From a beautiful but baffling blue horse to a hazy beauty on a high trapeze, it is a long unseen masterpiece of magic, colour and mystery.
Now, Marc Chagall’s L’Écuyère – The Horse Rider – will be seen in public for the first time since the 1950s as it takes centre stage at a landmark exhibition.
The painting will be on show as part of New Arrivals at the Scottish National Gallery of Modern Art in Edinburgh next month. “It’s an exciting time,” Patrick Elliott, chief curator of Modern and Contemporary Art at National Galleries of Scotland said.
“This is the first work by Chagall to enter Scotland’s national collection. We acquired the painting last year but due to Covid, this is the first time we are able to show it. This is the third attempt at launching this exhibition. Until this painting arrived, we did not possess any work by Chagall – a major gap, considering his importance as one of the great colourists of the 20th Century.
“It appears this work has remained un-exhibited since it was acquired in the 1950s.”
The painting, thought to be worth a six-figure sum, was gifted to the museum by Andrew Stirling and Simonetta Stirling-Zanda, who lived in Edinburgh, via the Acceptance In Lieu scheme, which enables taxpayers to transfer important works of art into public ownership while paying Inheritance Tax.
Elliott added: “The painting was bought by an Italian collector and passed to his daughter who married a Scotsman, who then gave it to us because they like the gallery so much. Without these schemes, paintings like this would be hanging on the wall of a billionaire’s home, but the Acceptance In Lieu means they can be placed in a gallery for all to see.”

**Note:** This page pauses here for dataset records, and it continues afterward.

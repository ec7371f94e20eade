use std::sync::Arc;

use oscar_messages::{Direction, MessageQuery, MessageStore};

use super::{EvidenceRecord, RecordSource};
use crate::error::Result;
use crate::evidence::SourceTag;

/// Local message history as evidence records.
///
/// Rows whose body cannot be recovered, or that have no counterpart, are
/// dropped after the window is taken, so a window of `n` can yield fewer
/// than `n` records.
#[derive(Clone)]
pub struct MessageRecords {
    store: Arc<dyn MessageStore>,
}

impl MessageRecords {
    pub fn new(store: Arc<dyn MessageStore>) -> Self {
        Self { store }
    }
}

impl std::fmt::Debug for MessageRecords {
    fn fmt(&self, f: &mut std::fmt::Formatter<'_>) -> std::fmt::Result {
        f.debug_struct("MessageRecords")
            .field("store", &self.store.name())
            .finish()
    }
}

impl RecordSource for MessageRecords {
    fn tag(&self) -> SourceTag {
        SourceTag::Messages
    }

    fn name(&self) -> &str {
        self.store.name()
    }

    fn records(&self, direction: Direction, limit: usize) -> Result<Vec<EvidenceRecord>> {
        let query = MessageQuery::new()
            .with_direction(direction)
            .with_limit(limit);
        let rows = self.store.recent(&query)?;

        Ok(rows
            .into_iter()
            .filter_map(|row| {
                let text = row.body()?;
                let handle = row.counterpart()?.to_string();
                Some(EvidenceRecord {
                    handle,
                    alternate_handles: Vec::new(),
                    display_name: None,
                    text,
                    example_text: None,
                    timestamp: row.timestamp(),
                    direction: row.direction(),
                })
            })
            .collect())
    }
}
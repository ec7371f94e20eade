//! Error types for the retrieval layer.

use thiserror::Error;

/// Result type alias for retrieval operations.
pub type Result<T> = std::result::Result<T, RetrievalError>;

/// Errors that can occur while setting up or driving the facade.
///
/// Query paths degrade to empty results instead of failing; these come from
/// construction and the async plumbing around it.
#[derive(Error, Debug)]
pub enum RetrievalError {
    /// Contact directory error.
    #[error("identity error: {0}")]
    Identity(#[from] oscar_identity::IdentityError),

    /// Message store error.
    #[error("message error: {0}")]
    Messages(#[from] oscar_messages::MessageError),

    /// Evidence source error.
    #[error("evidence error: {0}")]
    Evidence(#[from] oscar_evidence::EvidenceError),

    /// Configuration error.
    #[error("configuration error: {0}")]
    Config(String),

    /// The configuration file is not valid TOML.
    #[error("invalid config file: {0}")]
    ConfigParse(#[from] toml::de::Error),

    /// A blocking task panicked or was cancelled.
    #[error("background task failed: {0}")]
    Task(#[from] tokio::task::JoinError),

    /// IO error.
    #[error("io error: {0}")]
    Io(#[from] std::io::Error),
}
//! # Evidence
//!
//! Who does an informal name refer to? This crate answers by weighing how
//! the name is used across the user's communication history.
//!
//! - **sources**: adapters that flatten message, CRM and mail history into
//!   [`EvidenceRecord`]s
//! - **collector**: whole-word and self-reference scanning of one source
//! - **resolver**: merging directory lookups and evidence into ranked
//!   [`Candidate`]s
//!
//! ```text
//!                 ┌──────────────┐
//!  query ───────► │ ContactIndex │ ── direct match (high) ──┐
//!                 └──────────────┘                          │
//!  MessageRecords ─┐                                        ▼
//!  CrmNotes ───────┼─► EvidenceCollector ─► EvidenceMatch ─► IdentityResolver ─► ResolvedIdentity
//!  MailArchive ────┘
//! ```

pub mod collector;
pub mod error;
pub mod evidence;
pub mod resolver;
pub mod sources;

pub use collector::{CollectorSettings, EvidenceCollector, EvidenceSource};
pub use error::{EvidenceError, Result};
pub use evidence::{
    Confidence, ConfidencePolicy, EvidenceExample, EvidenceKind, EvidenceMatch, SourceTag,
    identity_keys, keys_intersect,
};
pub use resolver::{
    Candidate, DIRECT_MATCH_REASON, IdentityResolver, ResolvedIdentity, ResolverSettings,
};
pub use sources::{
    CrmContact, CrmInformation, CrmNote, CrmNotes, EvidenceRecord, MailAddress, MailArchive,
    MailMessage, MessageRecords, RecordSource, parse_address_list,
};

The painting is part of the Circus collection, which Chagall began painting when he first arrived in Paris, before the First World War. The Russian artist focused on the subject in 1927 when the dealer Ambroise Vollard asked him to paint a series of gouaches based on the circus, Le cirque Vollard. He returned to the circus theme regularly in later years.
He remarked: “For me, a circus is a magic show that appears and disappears like a world. A circus is disturbing. It is profound. These clowns, bareback riders and acrobats have themselves at home in my visions. Why? Why am I so touched by their make-up and their grimaces? With them I can move toward new horizons. Lured by their colours and make up, I can dream of painting new psychic distortions.”
Elliott says its his striking use of colour that sets Chagall’s works apart. “Chagall is one of the few Picasso admired as a colourist,” he said. “He has a way of putting colours together, like the blue background with orange to make them sing intently. This painting looks like stained glass or like it has been lit up. No one can use colours like Chagall.”
Chagall is one of the most celebrated of the pre-war avant-garde figures. He actually travelled to Scotland in 1959 when awarded an honorary degree by the University of Glasgow.
Elliott believes Chagall’s use of colour plays to the strengths of the gallery’s collection which includes not only acclaimed French artists like Matisse but the famous Scottish colourists Fergusson, Peploe, and Cadell.
L’Écuyère is one of more than 100 pieces which will go on show as part of New Arrivals. The exhibition – which features a Picasso, a piece by Salvador Dali, the first artwork by Glasgow School of Art-educated Jenny Saville to enter a UK public collection and Bows, a painting by Frances Macdonald MacNair, a member of the celebrated “Glasgow Four” – is the fruit of five years’ worth of acquisitions work, all made possible by the generosity of National Galleries of Scotland (NGS) supporters through gifts, bequests and grants.
Simon Groom, director of Modern and Contemporary Art at the NGS, said: “Acquisitions breathe new life into our collections. They allow us to reflect the latest developments in Scotland and beyond, reinforcing the strength of our existing collections and research.”